Just leave the magazine out of the gun.

But your suggestion of using a snap-cap as the second round is an excellent one. It's better for the gun, if you use a snap-cap.


----------



## Steve M1911A1 (Feb 6, 2008)

*chip2*;

The "secret" of trigger control is something that my dancer-wife calls "isolation."
Loosening your grip is not the real answer. It'll take you in the wrong direction. It may even eventually cause your groups to open up again.

You need to "isolate" your trigger finger.
That is, you need to be able to grip your pistol very firmly, which gives you both sight-picture and recoil-recovery control, while leaving your trigger finger both loose and able to move entirely independently of the other fingers of that hand.

If your trigger finger cannot "isolate" itself, your other fingers will move along with it. This is called "milking" the gun, and it is why your previous shots went low (and probably left as well). So you need to practice isolating your trigger finger.
Grip the pistol as firmly as you can, but do whatever you need to do to allow your trigger finger freedom of independent movement. Maintaining that condition, press (not "pull") the trigger straight to the rear. Concentrate upon maintaining that firm grip, but letting the trigger finger move independently.

This practice is best done with a proven-empty pistol aimed at a blank, featureless segment of light-colored wall. Grip the gun firmly. Slowly and smoothly press the trigger while watching its sights to see that the pistol does not move.
When you can actually accomplish that, go to the range and try it with live ammunition. You will be pleasantly surprised.

Start shooting at five yards or less. When you can consistently form a tiny group with five successive shots, move back to seven yards. Then 10. Then 12 or 13. Then 15. Then 20, and finally 25 yards.
Don't rush the process. Slow and smooth is what you're after. Speed comes later, after lots of slow, smooth practice.


----------



## SouthernBoy (Jun 27, 2007)

Steve M1911A1 said:


> Sure it will.
> *Just leave the magazine out of the gun.*
> 
> But your suggestion of using a snap-cap as the second round is an excellent one. It's better for the gun, if you use a snap-cap.


This is true and I wasn't thinking that. When I do my practicing at home, I use an empty magazine. Of course the gun is also empty so there won't be any slide locking going on, anyway unless I force it.

Some guns do fine with dry fire practice and not using snap caps. But it is best to check the owner's manual to see if the manufacturer has covered this practice. I do both ways with my Glocks, but honestly most of the time the gun is totally empty.
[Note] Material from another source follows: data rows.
//! Terminal UI for live auditioning
//!
//! The computer keyboard acts as a two-octave tracker keyboard. Each key
//! press takes the next voice in round-robin order; terminals that report
//! key releases also release the matching voice.

pub mod state;
mod spectrum;
mod voices;
mod waveform;

use std::time::Duration;

use color_eyre::eyre::Result as EyreResult;
use crossterm::event::{self, Event, KeyCode, KeyEventKind};
use ratatui::{
    layout::{Constraint, Direction, Layout},
    style::{Color, Style},
    widgets::Paragraph,
    DefaultTerminal, Frame,
};
use rtrb::{Consumer, Producer};
use tracker_voice::{
    synth::{VoiceHandle, VoiceMessage},
    MAX_NOTE,
};

use spectrum::{render_spectrum, SpectrumAnalyzer};
use state::VoiceSnapshot;
use voices::{render_voices, AudioStats};
use waveform::render_waveform;

/// Samples kept for the scope and the FFT window
pub const VIS_BUFFER_SIZE: usize = 1024;

const LOWER_ROW: &str = "zsxdcvgbhnjm";
const UPPER_ROW: &str = "q2w3er5t6y7u";
const MAX_OCTAVE: u8 = 9;

/// Semitone offset of a keyboard key from the current octave's C.
fn key_offset(key: char) -> Option<u8> {
    LOWER_ROW
        .find(key)
        .or_else(|| UPPER_ROW.find(key).map(|i| i + 12))
        .map(|i| i as u8)
}

pub struct UiApp {
    msg_tx: Producer<VoiceMessage>,
    audio_rx: Consumer<f32>,
    snapshot_rx: Consumer<VoiceSnapshot>,
    voices: Vec<VoiceHandle>,
    /// Key currently holding each voice, parallel to `voices`
    held: Vec<Option<char>>,
    next_voice: usize,
    octave: u8,
    velocity: u8,
    sample_rate: u32,
    snapshot: VoiceSnapshot,
    audio_buffer: Vec<f32>,
    spectrum: SpectrumAnalyzer,
    should_quit: bool,
}

impl UiApp {
    pub fn new(
        msg_tx: Producer<VoiceMessage>,
        audio_rx: Consumer<f32>,
        snapshot_rx: Consumer<VoiceSnapshot>,
        voices: Vec<VoiceHandle>,
        sample_rate: u32,
        octave: u8,
        velocity: u8,
    ) -> Self {
        let held = vec![None; voices.len()];
        Self {
            msg_tx,
            audio_rx,
            snapshot_rx,
            voices,
            held,
            next_voice: 0,
            octave: octave.min(MAX_OCTAVE),
            velocity,
            sample_rate,
            snapshot: VoiceSnapshot::default(),
            audio_buffer: vec![0.0; VIS_BUFFER_SIZE],
            spectrum: SpectrumAnalyzer::new(VIS_BUFFER_SIZE, sample_rate as f32),
            should_quit: false,
        }
    }

    pub fn run(&mut self, terminal: &mut DefaultTerminal) -> EyreResult<()> {
        while !self.should_quit {
            self.poll_audio();
            self.poll_snapshots();

            terminal.draw(|frame| self.render(frame))?;

            if event::poll(Duration::from_millis(16))? {
                if let Event::Key(key) = event::read()? {
                    match key.kind {
                        KeyEventKind::Press => self.handle_press(key.code),
                        KeyEventKind::Release => self.handle_release(key.code),
                        KeyEventKind::Repeat => {}
                    }
                }
            }
        }
        self.send(VoiceMessage::AllNotesOff);
        Ok(())
    }

    /// Keeps the newest `VIS_BUFFER_SIZE` samples.
    fn poll_audio(&mut self) {
        let mut received = false;
        while let Ok(sample) = self.audio_rx.pop() {
            self.audio_buffer.push(sample);
            received = true;
        }
        if self.audio_buffer.len() > VIS_BUFFER_SIZE {
            let excess = self.audio_buffer.len() - VIS_BUFFER_SIZE;
            self.audio_buffer.drain(..excess);
        }
        if received {
            self.spectrum.update(&self.audio_buffer);
        }
    }

    fn poll_snapshots(&mut self) {
        while let Ok(snapshot) = self.snapshot_rx.pop() {
            self.snapshot = snapshot;
        }
    }

    fn send(&mut self, message: VoiceMessage) {
        if self.msg_tx.push(message).is_err() {
            log::warn!("control ring full, dropped {message:?}");
        }
    }

    fn handle_press(&mut self, code: KeyCode) {
        match code {
            KeyCode::Esc => self.should_quit = true,
            KeyCode::Char(' ') => {
                self.held.fill(None);
                self.send(VoiceMessage::AllNotesOff);
            }
            KeyCode::Char('-') => self.octave = self.octave.saturating_sub(1),
            KeyCode::Char('=') | KeyCode::Char('+') => {
                self.octave = (self.octave + 1).min(MAX_OCTAVE)
            }
            KeyCode::Char(c) => {
                let key = c.to_ascii_lowercase();
                if let Some(offset) = key_offset(key) {
                    self.play(key, offset);
                }
            }
            _ => {}
        }
    }

    fn handle_release(&mut self, code: KeyCode) {
        let KeyCode::Char(c) = code else {
            return;
        };
        let key = c.to_ascii_lowercase();
        for i in 0..self.voices.len() {
            if self.held[i] == Some(key) {
                self.held[i] = None;
                let voice = self.voices[i];
                self.send(VoiceMessage::NoteOff { voice });
            }
        }
    }

    fn play(&mut self, key: char, offset: u8) {
        if self.voices.is_empty() {
            return;
        }
        let note = (u16::from(self.octave) * 12 + u16::from(offset)).min(u16::from(MAX_NOTE)) as u8;
        let slot = self.next_voice;
        self.next_voice = (self.next_voice + 1) % self.voices.len();
        self.held[slot] = Some(key);
        let voice = self.voices[slot];
        self.send(VoiceMessage::NoteOn {
            voice,
            note,
            velocity: self.velocity,
        });
    }

    fn render(&self, frame: &mut Frame) {
        let rows = Layout::default()
            .direction(Direction::Vertical)
            .constraints([
                Constraint::Length(self.snapshot.voices.len() as u16 + 2),
                Constraint::Min(8),
                Constraint::Length(1),
            ])
            .split(frame.area());
        let scopes = Layout::default()
            .direction(Direction::Horizontal)
            .constraints([Constraint::Percentage(50), Constraint::Percentage(50)])
            .split(rows[1]);

        let stats = AudioStats::from_buffer(&self.audio_buffer);
        render_voices(
            frame,
            rows[0],
            &self.snapshot,
            &stats,
            self.sample_rate,
            self.octave,
        );
        render_waveform(frame, scopes[0], &self.audio_buffer);
        render_spectrum(frame, scopes[1], self.spectrum.points());

        let help = Paragraph::new(" [z..m / q..u] Notes  [-/=] Octave  [Space] Release all  [Esc] Quit")
            .style(Style::default().fg(Color::DarkGray));
        frame.render_widget(help, rows[2]);
    }
}

#[cfg(test)]
mod tests {
    use super::*;
    use rtrb::RingBuffer;

    fn app() -> (UiApp, Consumer<VoiceMessage>) {
        let (msg_tx, msg_rx) = RingBuffer::new(16);
        let (_, audio_rx) = RingBuffer::new(16);
        let (_, snapshot_rx) = RingBuffer::new(4);
        let voices = (0..3).filter_map(VoiceHandle::from_raw).collect();
        (
            UiApp::new(msg_tx, audio_rx, snapshot_rx, voices, 44_100, 4, 100),
            msg_rx,
        )
    }

    #[test]
    fn keyboard_rows_cover_two_octaves() {
        assert_eq!(key_offset('z'), Some(0));
        assert_eq!(key_offset('m'), Some(11));
        assert_eq!(key_offset('q'), Some(12));
        assert_eq!(key_offset('u'), Some(23));
        assert_eq!(key_offset('a'), None);
    }

    #[test]
    fn presses_rotate_through_voices() {
        let (mut app, mut rx) = app();
        for key in ['z', 'x', 'c', 'v'] {
            app.handle_press(KeyCode::Char(key));
        }
        let voices: Vec<i32> = std::iter::from_fn(|| rx.pop().ok())
            .map(|message| match message {
                VoiceMessage::NoteOn { voice, .. } => voice.raw(),
                other => panic!("unexpected {other:?}"),
            })
            .collect();
        assert_eq!(voices, vec![0, 1, 2, 0]);
    }

    #[test]
    fn release_stops_the_voice_holding_the_key() {
        let (mut app, mut rx) = app();
        app.handle_press(KeyCode::Char('q'));
        assert_eq!(
            rx.pop().unwrap(),
            VoiceMessage::NoteOn {
                voice: VoiceHandle::from_raw(0).unwrap(),
                note: 60,
                velocity: 100
            }
        );
        app.handle_release(KeyCode::Char('q'));
        assert_eq!(
            rx.pop().unwrap(),
            VoiceMessage::NoteOff {
                voice: VoiceHandle::from_raw(0).unwrap()
            }
        );
    }
}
However, I do NOT let the slide slam closed on an empty chamber since I have heard that this practice has caused cracked in the breach face on Glocks and other guns.


----------



## SouthernBoy (Jun 27, 2007)

Steve M1911A1 said:


> *chip2*;
> 
> The "secret" of trigger control is something that my dancer-wife calls "isolation."
> Loosening your grip is not the real answer. It'll take you in the wrong direction. It may even eventually cause your groups to open up again.
> ...


Excellent advice and is the way I was taught/learned to shoot a handgun... specifically a pistol.


----------



## chip2 (Apr 8, 2015)

Thanks for the helpful replies!

You're right--I should have clarified by saying that the drill is to load one round, then drop the mag to prevent the slide from locking open.

I'm shooting an XD 9 service model. I contacted Springfield, and they said that dry firing without snap caps is probably okay as long as it isn't done to excess.

Steve, I will definitely work on isolating my trigger finger, and I think you are right on when you advise not to rush the process. I seem to do best when I take it nice and slow and concentrate on the fundamentals. It even seems to help when I pause and return to the ready position between shots. I can always work on speed later after I get everything else under control.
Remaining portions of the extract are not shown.